In its work the Commission does encounter emerging themes over time of causative factors that stand out amongst the many variables interplaying. In 2002/2003 fatigue in the rail industry, particularly with locomotive engineers, prompted a set of safety recommendations being issued which were aimed at reducing the number of fatigue related accidents and incidents. In this year, substance abuse has given cause for concern, so much so that the Commission has been active in advocating for legal reform in the transport industries, and is now involved with the Ministry of Transport's Substance Impairment Group. This Group involves stakeholders from the transport sector, working together to scope the extent of substance use in the sector, and to make recommendations to the Minister of Transport for improving the management of substance use that supports a safe transport system.
While the Commission can often accurately predict the number of occurrences in any given year, it cannot determine the severity or complexity of the investigations launched. This raises difficulties for the Commission in terms of the resources available to it to carry out its statutory functions.
2004/2005 was an eventful year in terms of the mix of occurrences investigated, and with that mix came a heavy drain on our resources. The nature of the occurrences required us to buy in engineering, scientific and diagnostic capability, which we do not ordinarily have. For example, the marine investigation into the foundering of the fishing vessel Iron Maiden off Pandora Bank in Northland required specialist technical assistance from the Royal New Zealand Navy; and the Convair 580 in-flight break up over Kapiti coast required expensive wreckage retrieval assistance.

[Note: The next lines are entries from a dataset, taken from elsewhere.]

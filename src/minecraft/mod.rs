//! Minecraft Pi client API and transports

pub mod api;
pub mod connection;
pub mod names;

pub use api::Minecraft;
pub use connection::{Connection, DEFAULT_PORT};
pub use names::{CONNECTION_NAMES, MINECRAFT_NAMES};
use std::cell::RefCell;
use std::rc::Rc;

use crate::error::Error;
use crate::minecraft::api::Minecraft;
use crate::minecraft::names::{CONNECTION_NAMES, MINECRAFT_NAMES};
use crate::record::logger::CallLogger;
use crate::record::proxy::ProxyTree;
use crate::target::CallTarget;
use crate::transcript::Transcript;

/// A fixed, deterministic sequence of domain calls.
pub type Script = fn(&mut dyn CallTarget) -> Result<(), Error>;

/// Run `script` against `conn` through logged proxies, appending every
/// connection-level and world-level call to `log`.
///
/// The connection is wrapped under key "conn", the Minecraft API is
/// layered over that proxy and wrapped under key "world"; both levels
/// share the same transcript, so nested calls interleave in call
/// order.
pub fn record(
    log: &Transcript,
    script: Script,
    conn: Rc<RefCell<dyn CallTarget>>,
) -> Result<(), Error> {
    let logger = CallLogger::new(log.clone());

    let conn_proxy = ProxyTree::wrap(&logger, conn, "conn", CONNECTION_NAMES)?;
    let world = Minecraft::new(Box::new(conn_proxy));
    let world: Rc<RefCell<dyn CallTarget>> = Rc::new(RefCell::new(world));
    let mut world_proxy = ProxyTree::wrap(&logger, world, "world", MINECRAFT_NAMES)?;

    script(&mut world_proxy)
}
use std::fs::File;
use std::io::{BufWriter, Write};

use crate::error::Error;
use crate::transcript::{LogEntry, TranscriptMetadata, TRANSCRIPT_MAGIC};

/// Writes a transcript file: length-prefixed bincode entry frames,
/// then a metadata trailer and an end marker.
pub struct TranscriptWriter {
    file: BufWriter<File>,
    metadata: TranscriptMetadata,
}

impl TranscriptWriter {
    pub fn new(path: &str) -> Result<Self, Error> {
        let file = File::create(path)?;
        Ok(TranscriptWriter {
            file: BufWriter::new(file),
            metadata: TranscriptMetadata::new(),
        })
    }

    pub fn write_entry(&mut self, entry: &LogEntry) -> Result<(), Error> {
        let encoded = bincode::serialize(entry)?;

        // u16 length prefix per frame
        self.file.write_all(&(encoded.len() as u16).to_le_bytes())?;
        self.file.write_all(&encoded)?;

        self.metadata.total_entries += 1;
        if entry.is_enter() {
            self.metadata.call_count += 1;
        }
        *self
            .metadata
            .entries_per_key
            .entry(entry.key().to_string())
            .or_insert(0) += 1;

        Ok(())
    }

    /// Seal the file: metadata, then its length prefix, then the end
    /// marker so readers can locate the trailer from the file end.
    pub fn finish(mut self) -> Result<(), Error> {
        let encoded = bincode::serialize(&self.metadata)?;
        self.file.write_all(&encoded)?;
        self.file.write_all(&(encoded.len() as u16).to_le_bytes())?;
        self.file.write_all(&TRANSCRIPT_MAGIC.to_le_bytes())?;
        self.file.flush()?;
        Ok(())
    }
}
//! Structural comparison of recorded and replayed transcripts.

use crate::error::Error;
use crate::transcript::LogEntry;

/// The first position at which two transcripts disagree. A missing
/// side means that transcript ended before the other.
#[derive(Debug, Clone, PartialEq)]
pub struct Divergence {
    pub index: usize,
    pub recorded: Option<LogEntry>,
    pub replayed: Option<LogEntry>,
}

/// Compare entry by entry, returning the first divergence if any.
/// Transcripts are equal iff they have the same length and every
/// position compares equal by value.
pub fn first_divergence(recorded: &[LogEntry], replayed: &[LogEntry]) -> Option<Divergence> {
    let shared = recorded.len().min(replayed.len());
    for index in 0..shared {
        if recorded[index] != replayed[index] {
            return Some(Divergence {
                index,
                recorded: Some(recorded[index].clone()),
                replayed: Some(replayed[index].clone()),
            });
        }
    }
    if recorded.len() != replayed.len() {
        return Some(Divergence {
            index: shared,
            recorded: recorded.get(shared).cloned(),
            replayed: replayed.get(shared).cloned(),
        });
    }
    None
}

/// Equality assertion at the end of a record/replay cycle; a
/// divergence is fatal.
pub fn ensure_match(recorded: &[LogEntry], replayed: &[LogEntry]) -> Result<(), Error> {
    match first_divergence(recorded, replayed) {
        None => Ok(()),
        Some(divergence) => Err(Error::ReplayDivergence {
            index: divergence.index,
            recorded: divergence.recorded,
            replayed: divergence.replayed,
        }),
    }
}
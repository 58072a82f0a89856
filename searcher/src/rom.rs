//! Synchronization Sequence Tables
//!
//! Process-wide read-only tables: the three PSS Zadoff-Chu sequences in both
//! frequency and time domain, and the 168 x 3 x 2 SSS sequence family.
//! Initialized once on first touch, never mutated.

use crate::constants::{N_FFT, N_ID_1_MAX, N_PSS, N_SC_SYNC, PSS_TD_LEN};
use crate::dsp::idft128;
use num_complex::Complex64;
use std::f64::consts::PI;
use std::sync::LazyLock;

/// Zadoff-Chu roots for `n_id_2` = 0, 1, 2
const PSS_ROOTS: [u32; N_PSS] = [25, 29, 34];

/// Read-only sequence tables
pub struct RomTables {
    /// Frequency-domain PSS, 62 subcarriers per root
    pub pss_fd: [[Complex64; N_SC_SYNC]; N_PSS],
    /// Time-domain PSS templates: 128-sample body with a 9-sample cyclic
    /// prefix, unit energy over the body
    pub pss_td: [[Complex64; PSS_TD_LEN]; N_PSS],
    /// SSS values, +-1, indexed by (n_id_1, n_id_2, half-frame, subcarrier)
    sss_fd: Vec<i8>,
}

pub static ROM_TABLES: LazyLock<RomTables> = LazyLock::new(RomTables::generate);

impl RomTables {
    /// Frequency-domain SSS for one identity at slot 0 or slot 10
    pub fn sss_fd(&self, n_id_1: u16, n_id_2: u8, slot: u8) -> &[i8] {
        debug_assert!((n_id_1 as usize) < N_ID_1_MAX);
        debug_assert!((n_id_2 as usize) < N_PSS);
        debug_assert!(slot == 0 || slot == 10);
        let half = if slot == 0 { 0 } else { 1 };
        let base =
            ((n_id_1 as usize * N_PSS + n_id_2 as usize) * 2 + half) * N_SC_SYNC;
        &self.sss_fd[base..base + N_SC_SYNC]
    }

    fn generate() -> Self {
        let mut pss_fd = [[Complex64::default(); N_SC_SYNC]; N_PSS];
        let mut pss_td = [[Complex64::default(); PSS_TD_LEN]; N_PSS];
        for (t, &root) in PSS_ROOTS.iter().enumerate() {
            pss_fd[t] = pss_fd_sequence(root);
            pss_td[t] = pss_td_template(&pss_fd[t]);
        }

        let mut sss_fd = vec![0i8; N_ID_1_MAX * N_PSS * 2 * N_SC_SYNC];
        for n_id_1 in 0..N_ID_1_MAX as u16 {
            for n_id_2 in 0..N_PSS as u8 {
                for (half, slot) in [0u8, 10u8].iter().enumerate() {
                    let seq = sss_sequence(n_id_1, n_id_2, *slot);
                    let base = ((n_id_1 as usize * N_PSS + n_id_2 as usize) * 2
                        + half)
                        * N_SC_SYNC;
                    sss_fd[base..base + N_SC_SYNC].copy_from_slice(&seq);
                }
            }
        }

        Self {
            pss_fd,
            pss_td,
            sss_fd,
        }
    }
}

/// Length-63 Zadoff-Chu sequence with the DC element punctured
fn pss_fd_sequence(root: u32) -> [Complex64; N_SC_SYNC] {
    let u = root as f64;
    let mut d = [Complex64::default(); N_SC_SYNC];
    for (n, v) in d.iter_mut().enumerate() {
        let m = n as f64;
        let phase = if n < 31 {
            -PI * u * m * (m + 1.0) / 63.0
        } else {
            -PI * u * (m + 1.0) * (m + 2.0) / 63.0
        };
        *v = Complex64::from_polar(1.0, phase);
    }
    d
}

/// Map the 62 subcarriers onto the 128-point spectrum, transform, and
/// prepend the 9-sample prefix. Scaled so the 128-sample body has unit
/// energy, which fixes the statistics the detection threshold relies on.
fn pss_td_template(fd: &[Complex64; N_SC_SYNC]) -> [Complex64; PSS_TD_LEN] {
    let mut spectrum = vec![Complex64::default(); N_FFT];
    spectrum[N_FFT - 31..].copy_from_slice(&fd[..31]);
    spectrum[1..32].copy_from_slice(&fd[31..]);
    let body = idft128(&spectrum);
    let scale = (N_FFT as f64 / N_SC_SYNC as f64).sqrt();

    let mut td = [Complex64::default(); PSS_TD_LEN];
    for (i, v) in td[9..].iter_mut().enumerate() {
        *v = body[i] * scale;
    }
    for (i, v) in td[..9].iter_mut().enumerate() {
        *v = body[N_FFT - 9 + i] * scale;
    }
    td
}

/// One 31-bit m-sequence defined by its feedback taps, BPSK mapped
fn m_sequence(taps: &[usize]) -> [i8; 31] {
    let mut x = [0u8; 36];
    x[4] = 1;
    for i in 0..31 {
        let mut next = 0u8;
        for &t in taps {
            next ^= x[i + t];
        }
        x[i + 5] = next;
    }
    let mut s = [0i8; 31];
    for i in 0..31 {
        s[i] = 1 - 2 * x[i] as i8;
    }
    s
}

/// SSS sequence for one identity pair and half-frame
fn sss_sequence(n_id_1: u16, n_id_2: u8, slot: u8) -> [i8; N_SC_SYNC] {
    // m0/m1 derivation
    let q_prime = n_id_1 as usize / 30;
    let q = (n_id_1 as usize + q_prime * (q_prime + 1) / 2) / 30;
    let m_prime = n_id_1 as usize + q * (q + 1) / 2;
    let m0 = m_prime % 31;
    let m1 = (m0 + m_prime / 31 + 1) % 31;

    // Base sequences: s from x^5+x^2+1, c from x^5+x^3+1,
    // z from x^5+x^4+x^2+x+1
    let s_tilde = m_sequence(&[0, 2]);
    let c_tilde = m_sequence(&[0, 3]);
    let z_tilde = m_sequence(&[0, 1, 2, 4]);

    let n2 = n_id_2 as usize;
    let mut d = [0i8; N_SC_SYNC];
    for n in 0..31 {
        let s0_m0 = s_tilde[(n + m0) % 31];
        let s1_m1 = s_tilde[(n + m1) % 31];
        let c0 = c_tilde[(n + n2) % 31];
        let c1 = c_tilde[(n + n2 + 3) % 31];
        let z1_m0 = z_tilde[(n + (m0 % 8)) % 31];
        let z1_m1 = z_tilde[(n + (m1 % 8)) % 31];
        if slot == 0 {
            d[2 * n] = s0_m0 * c0;
            d[2 * n + 1] = s1_m1 * c1 * z1_m0;
        } else {
            d[2 * n] = s1_m1 * c0;
            d[2 * n + 1] = s0_m0 * c1 * z1_m1;
        }
    }
    d
}

#[cfg(test)]
mod tests {
    use super::*;
    use crate::dsp::sigpower;

    #[test]
    fn test_pss_fd_unit_magnitude() {
        for t in 0..N_PSS {
            for v in ROM_TABLES.pss_fd[t].iter() {
                assert!((v.norm() - 1.0).abs() < 1e-12);
            }
        }
    }

    #[test]
    fn test_pss_td_energy_and_prefix() {
        for t in 0..N_PSS {
            let td = &ROM_TABLES.pss_td[t];
            // Unit energy over the body, prefix is a copy of the tail
            let body_energy: f64 = td[9..].iter().map(|v| v.norm_sqr()).sum();
            assert!((body_energy - 1.0).abs() < 1e-9);
            for i in 0..9 {
                assert!((td[i] - td[PSS_TD_LEN - 9 + i]).norm() < 1e-12);
            }
        }
    }

    #[test]
    fn test_pss_roots_nearly_orthogonal() {
        // Cross-correlation between different roots well below autocorrelation
        for a in 0..N_PSS {
            for b in 0..N_PSS {
                let dot: Complex64 = ROM_TABLES.pss_td[a][9..]
                    .iter()
                    .zip(ROM_TABLES.pss_td[b][9..].iter())
                    .map(|(x, y)| x.conj() * y)
                    .sum();
                if a == b {
                    assert!((dot.norm() - 1.0).abs() < 1e-9);
                } else {
                    assert!(dot.norm() < 0.35);
                }
            }
        }
        let _ = sigpower(&ROM_TABLES.pss_td[0]);
    }

    #[test]
    fn test_sss_values_and_distinctness() {
        for &v in ROM_TABLES.sss_fd(25, 1, 0) {
            assert!(v == 1 || v == -1);
        }
        assert_ne!(ROM_TABLES.sss_fd(25, 1, 0), ROM_TABLES.sss_fd(25, 1, 10));
        assert_ne!(ROM_TABLES.sss_fd(25, 1, 0), ROM_TABLES.sss_fd(26, 1, 0));
        assert_ne!(ROM_TABLES.sss_fd(25, 1, 0), ROM_TABLES.sss_fd(25, 2, 0));
    }

    #[test]
    fn test_sss_even_entries_swap_between_half_frames() {
        // d(2n) uses s0^(m0) in the first half and s1^(m1) in the second
        let a = ROM_TABLES.sss_fd(100, 2, 0);
        let b = ROM_TABLES.sss_fd(100, 2, 10);
        let mut any_diff = false;
        for n in 0..31 {
            if a[2 * n] != b[2 * n] {
                any_diff = true;
            }
        }
        assert!(any_diff);
    }
}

For a small organisation, small changes can have large effects. The Commission felt the loss of 2 key staff in the year. Retention of capability in such a specialised environment is an enduring concern. The Commission does experience difficulties in recruiting in what is a tightened labour market that is often short of the skills and experience that are required in successful investigators. Having to recruit for an investigator and Chief Executive Officer added to the strain on the Commission's already lean resources, leading us towards a financial deficit for the year.
The Commission applied for deficit support through the Ministry of Transport to the Minister of Transport, as well as seeking an increase to its baseline funding for 2005/2006. As a result we received an additional $250k to our 2004/2005 baseline, raising Crown revenue received from $2.179m to $2.447m. In addition our baseline funding increased for 2005/2006 by 20 % ($445k). We are appreciative of the Ministry of Transport's efforts on our behalf in helping to secure the increase. Now we look forward to making our contribution towards a safe, secure, integrated transport system in a sustainable manner.